CHAPITRE II
La divergence

Si l’on considère ce qu’on est convenu d’appeler l’antiquité classique, et si on la compare aux civilisations orientales, on constate facilement qu’elle en est moins éloignée, à certains égards tout au moins, que ne l’est l’Europe moderne. La différence entre l’Orient et l’Occident semble avoir été toujours en augmentant, mais cette divergence est en quelque sorte unilatérale, en ce sens que c’est l’Occident seul qui a changé, tandis que l’Orient, d’une façon générale, demeurait sensiblement tel qu’il était à cette époque que l’on est habitué à regarder comme antique, et qui est pourtant encore relativement récente.
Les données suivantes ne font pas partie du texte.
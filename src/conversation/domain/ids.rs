//! Identifier newtypes for conversations and their messages.

use super::ConversationError;
use serde::{Deserialize, Serialize};
use std::fmt;
use uuid::Uuid;

/// Unique identifier for a conversation.
///
/// # Examples
///
/// ```
/// use parley::conversation::domain::ConversationId;
///
/// let id = ConversationId::new();
/// assert_eq!(ConversationId::parse(&id.to_string()).ok(), Some(id));
/// ```
#[derive(Debug, Clone, Copy, PartialEq, Eq, Hash, PartialOrd, Ord, Serialize, Deserialize)]
#[serde(transparent)]
pub struct ConversationId(Uuid);

impl ConversationId {
    /// Creates a new random conversation identifier.
    #[must_use]
    pub fn new() -> Self {
        Self(Uuid::new_v4())
    }

    /// Creates a conversation identifier from an existing UUID.
    #[must_use]
    pub const fn from_uuid(uuid: Uuid) -> Self {
        Self(uuid)
    }

    /// Parses a textual UUID.
    ///
    /// # Errors
    ///
    /// Returns [`ConversationError::InvalidIdentifier`] for empty or
    /// malformed input.
    pub fn parse(value: &str) -> Result<Self, ConversationError> {
        parse_uuid(value).map(Self)
    }

    /// Returns the inner UUID value.
    #[must_use]
    pub const fn into_inner(self) -> Uuid {
        self.0
    }
}

impl Default for ConversationId {
    fn default() -> Self {
        Self::new()
    }
}

impl AsRef<Uuid> for ConversationId {
    fn as_ref(&self) -> &Uuid {
        &self.0
    }
}

impl fmt::Display for ConversationId {
    fn fmt(&self, f: &mut fmt::Formatter<'_>) -> fmt::Result {
        write!(f, "{}", self.0)
    }
}

/// Unique identifier for a message within a conversation.
#[derive(Debug, Clone, Copy, PartialEq, Eq, Hash, Serialize, Deserialize)]
#[serde(transparent)]
pub struct MessageId(Uuid);

impl MessageId {
    /// Creates a new random message identifier.
    #[must_use]
    pub fn new() -> Self {
        Self(Uuid::new_v4())
    }

    /// Creates a message identifier from an existing UUID.
    #[must_use]
    pub const fn from_uuid(uuid: Uuid) -> Self {
        Self(uuid)
    }

    /// Parses a textual UUID.
    ///
    /// # Errors
    ///
    /// Returns [`ConversationError::InvalidIdentifier`] for empty or
    /// malformed input.
    pub fn parse(value: &str) -> Result<Self, ConversationError> {
        parse_uuid(value).map(Self)
    }

    /// Returns the inner UUID value.
    #[must_use]
    pub const fn into_inner(self) -> Uuid {
        self.0
    }
}

impl Default for MessageId {
    fn default() -> Self {
        Self::new()
    }
}

impl AsRef<Uuid> for MessageId {
    fn as_ref(&self) -> &Uuid {
        &self.0
    }
}

impl fmt::Display for MessageId {
    fn fmt(&self, f: &mut fmt::Formatter<'_>) -> fmt::Result {
        write!(f, "{}", self.0)
    }
}

fn parse_uuid(value: &str) -> Result<Uuid, ConversationError> {
    Uuid::parse_str(value.trim())
        .map_err(|_| ConversationError::InvalidIdentifier(value.to_owned()))
}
La stabilité, on pourrait même dire l’immutabilité, est un caractère que l’on s’accorde assez volontiers à reconnaître aux civilisations orientales, à celle de la Chine notamment, mais sur l’interprétation duquel il est peut-être moins aisé de s’entendre : les Européens, depuis qu’ils se sont mis à croire au « progrès » et à l’« évolution », c’est-à-dire depuis un peu plus d’un siècle, veulent voir là une marque d’infériorité, tandis que nous y voyons au contraire, pour notre part, un état d’équilibre auquel la civilisation occidentale s’est montrée incapable d’atteindre. Cette stabilité s’affirme d’ailleurs dans les petites choses aussi bien que dans les grandes, et l’on peut en trouver un exemple frappant dans ce fait que la « mode », avec ses variations continuelles, n’existe que dans les pays occidentaux. En somme, l’Occidental, et surtout l’Occidental moderne, apparaît comme essentiellement changeant et inconstant, n’aspirant qu’au mouvement et à l’agitation, au lieu que l’Oriental présente exactement le caractère opposé.
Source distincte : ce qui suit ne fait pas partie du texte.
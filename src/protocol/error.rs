//! JSON-RPC error mapping for domain and protocol failures.

use crate::catalog::domain::{CatalogError, PromptGenerationError, ResourceReadError};
use crate::error::ErrorKind;
use crate::session::domain::SessionError;
use crate::tool::domain::{ToolDomainError, ToolExecutionError};
use serde::{Deserialize, Serialize};
use thiserror::Error;

/// Invalid JSON was received.
pub const PARSE_ERROR: i64 = -32700;
/// The JSON sent is not a valid request object.
pub const INVALID_REQUEST: i64 = -32600;
/// The method does not exist.
pub const METHOD_NOT_FOUND: i64 = -32601;
/// Invalid method parameters.
pub const INVALID_PARAMS: i64 = -32602;
/// Internal server error.
pub const INTERNAL_ERROR: i64 = -32603;
/// A tool executor failed.
pub const TOOL_EXECUTION_ERROR: i64 = -32000;
/// The requested resource is not registered.
pub const RESOURCE_NOT_FOUND: i64 = -32002;
/// The resource could not be read.
pub const RESOURCE_READ_ERROR: i64 = -32003;
/// The requested prompt is not registered.
pub const PROMPT_NOT_FOUND: i64 = -32004;
/// A request arrived before `initialize`.
pub const SESSION_NOT_INITIALIZED: i64 = -32005;

/// Errors answered to the client as JSON-RPC error objects.
#[derive(Debug, Clone, Error, PartialEq, Eq)]
pub enum ProtocolError {
    /// The line was not valid JSON.
    #[error("parse error: {0}")]
    Parse(String),
    /// The envelope is not a valid JSON-RPC 2.0 request.
    #[error("invalid request: {0}")]
    InvalidRequest(String),
    /// No handler is routed for the method.
    #[error("method not found: {0}")]
    MethodNotFound(String),
    /// The params are missing, malformed, or rejected.
    #[error("invalid params: {0}")]
    InvalidParams(String),
    /// Unexpected server-side failure.
    #[error("internal error: {0}")]
    Internal(String),
    /// A tool call failed.
    #[error("tool execution failed: {0}")]
    ToolExecution(String),
    /// The resource URI is not registered.
    #[error("resource not found: {0}")]
    ResourceNotFound(String),
    /// The resource exists but could not be read.
    #[error("{0}")]
    ResourceRead(String),
    /// The prompt name is not registered.
    #[error("prompt not found: {0}")]
    PromptNotFound(String),
    /// The connection has no initialized session yet.
    #[error("session not initialized")]
    SessionNotInitialized,
}

impl ProtocolError {
    /// Returns the JSON-RPC error code for this error.
    #[must_use]
    pub const fn code(&self) -> i64 {
        match self {
            Self::Parse(_) => PARSE_ERROR,
            Self::InvalidRequest(_) => INVALID_REQUEST,
            Self::MethodNotFound(_) => METHOD_NOT_FOUND,
            Self::InvalidParams(_) => INVALID_PARAMS,
            Self::Internal(_) => INTERNAL_ERROR,
            Self::ToolExecution(_) => TOOL_EXECUTION_ERROR,
            Self::ResourceNotFound(_) => RESOURCE_NOT_FOUND,
            Self::ResourceRead(_) => RESOURCE_READ_ERROR,
            Self::PromptNotFound(_) => PROMPT_NOT_FOUND,
            Self::SessionNotInitialized => SESSION_NOT_INITIALIZED,
        }
    }

    /// Wraps any other failure as an internal error.
    pub fn internal(err: &impl std::fmt::Display) -> Self {
        Self::Internal(err.to_string())
    }

    /// Returns the wire representation of this error.
    #[must_use]
    pub fn to_error_object(&self) -> ErrorObject {
        ErrorObject {
            code: self.code(),
            message: self.to_string(),
        }
    }
}

/// JSON-RPC `error` member.
#[derive(Debug, Clone, PartialEq, Eq, Serialize, Deserialize)]
pub struct ErrorObject {
    /// Numeric error code.
    pub code: i64,
    /// Human-readable description.
    pub message: String,
}

impl From<SessionError> for ProtocolError {
    fn from(err: SessionError) -> Self {
        match err {
            SessionError::ResourceNotFound(uri) => Self::ResourceNotFound(uri),
            SessionError::PromptNotFound(name) => Self::PromptNotFound(name),
            other => match other.kind() {
                ErrorKind::Validation | ErrorKind::NotFound => {
                    Self::InvalidParams(other.to_string())
                }
                ErrorKind::Conflict | ErrorKind::Capability => {
                    Self::InvalidRequest(other.to_string())
                }
            },
        }
    }
}

impl From<CatalogError> for ProtocolError {
    fn from(err: CatalogError) -> Self {
        Self::InvalidParams(err.to_string())
    }
}

impl From<ToolDomainError> for ProtocolError {
    fn from(err: ToolDomainError) -> Self {
        Self::InvalidParams(err.to_string())
    }
}

impl From<ToolExecutionError> for ProtocolError {
    fn from(err: ToolExecutionError) -> Self {
        Self::ToolExecution(err.to_string())
    }
}

impl From<ResourceReadError> for ProtocolError {
    fn from(err: ResourceReadError) -> Self {
        Self::ResourceRead(err.to_string())
    }
}

impl From<PromptGenerationError> for ProtocolError {
    fn from(err: PromptGenerationError) -> Self {
        match err.kind() {
            Some(ErrorKind::Validation) => Self::InvalidParams(err.to_string()),
            _ => Self::internal(&err),
        }
    }
}

#[cfg(test)]
mod tests {
    use super::*;
    use crate::session::domain::SessionState;
    use rstest::rstest;

    #[rstest]
    #[case(SessionError::ResourceNotFound("file:///x".to_owned()), RESOURCE_NOT_FOUND)]
    #[case(SessionError::PromptNotFound("review".to_owned()), PROMPT_NOT_FOUND)]
    #[case(SessionError::InvalidLogLevel("loud".to_owned()), INVALID_PARAMS)]
    #[case(SessionError::ToolNotFound("nope".to_owned()), INVALID_PARAMS)]
    #[case(SessionError::SessionClosed, INVALID_REQUEST)]
    #[case(
        SessionError::AlreadyInitialized { state: SessionState::Ready },
        INVALID_REQUEST
    )]
    #[case(
        SessionError::CapabilityNotSupported { capability: "resources.subscribe" },
        INVALID_REQUEST
    )]
    fn session_errors_map_to_codes(#[case] err: SessionError, #[case] code: i64) {
        assert_eq!(ProtocolError::from(err).code(), code);
    }

    #[rstest]
    fn missing_prompt_argument_is_invalid_params() {
        let err = PromptGenerationError::MissingArgument {
            prompt: "review".to_owned(),
            argument: "file".to_owned(),
        };

        assert_eq!(ProtocolError::from(err).code(), INVALID_PARAMS);
    }

    #[rstest]
    fn prompt_without_generator_is_internal() {
        let err = PromptGenerationError::NoGenerator {
            prompt: "review".to_owned(),
        };

        assert_eq!(ProtocolError::from(err).code(), INTERNAL_ERROR);
    }

    #[rstest]
    fn error_object_carries_code_and_message() {
        let object = ProtocolError::MethodNotFound("tools/explode".to_owned()).to_error_object();

        assert_eq!(object.code, METHOD_NOT_FOUND);
        assert_eq!(object.message, "method not found: tools/explode");
    }
}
Si l’on voulait figurer schématiquement la divergence dont nous parlons, il ne faudrait donc pas tracer deux lignes allant en s’écartant de part et d’autre d’un axe ; mais l’Orient devrait être représenté par l’axe lui-même, et l’Occident par une ligne partant de cet axe et s’en éloignant à la façon d’un rameau qui se sépare du tronc, ainsi que nous le disions précédemment. Ce symbole serait d’autant plus juste que, au fond, depuis les temps dits historiques tout au moins, l’Occident n’a jamais vécu intellectuellement, dans la mesure où il a eu une intellectualité, que d’emprunts faits à l’Orient, directement ou indirectement. La civilisation grecque elle-même est bien loin d’avoir eu cette originalité que se plaisent à proclamer ceux qui sont incapables de voir rien au delà, et qui iraient volontiers jusqu’à prétendre que les Grecs se sont calomniés lorsqu’il leur est arrivé de reconnaître ce qu’ils devaient à l’Égypte, à la Phénicie, à la Chaldée, à la Perse, et même à l’Inde. Toutes ces civilisations ont beau être incomparablement plus anciennes que celle des Grecs, certains, aveuglés par ce que nous pouvons appeler le « préjugé classique », sont tout disposés à soutenir, contre toute évidence, que ce sont elles qui ont fait des emprunts à cette dernière et qui en ont subi l’influence, et il est fort difficile de discuter avec ceux-là, précisément parce que leur opinion ne repose que sur des préjugés ; mais nous reviendrons plus amplement sur cette question. Il est vrai que les Grecs ont eu pourtant une certaine originalité, mais qui n’est pas du tout ce que l’on croit d’ordinaire, et qui ne consiste guère que dans la forme sous laquelle ils ont présenté et exposé ce qu’ils empruntaient, en le modifiant de façon plus ou moins heureuse pour l’adapter à leur propre mentalité, tout autre que celle des Orientaux, et même déjà opposée à celle-ci par plus d’un côté.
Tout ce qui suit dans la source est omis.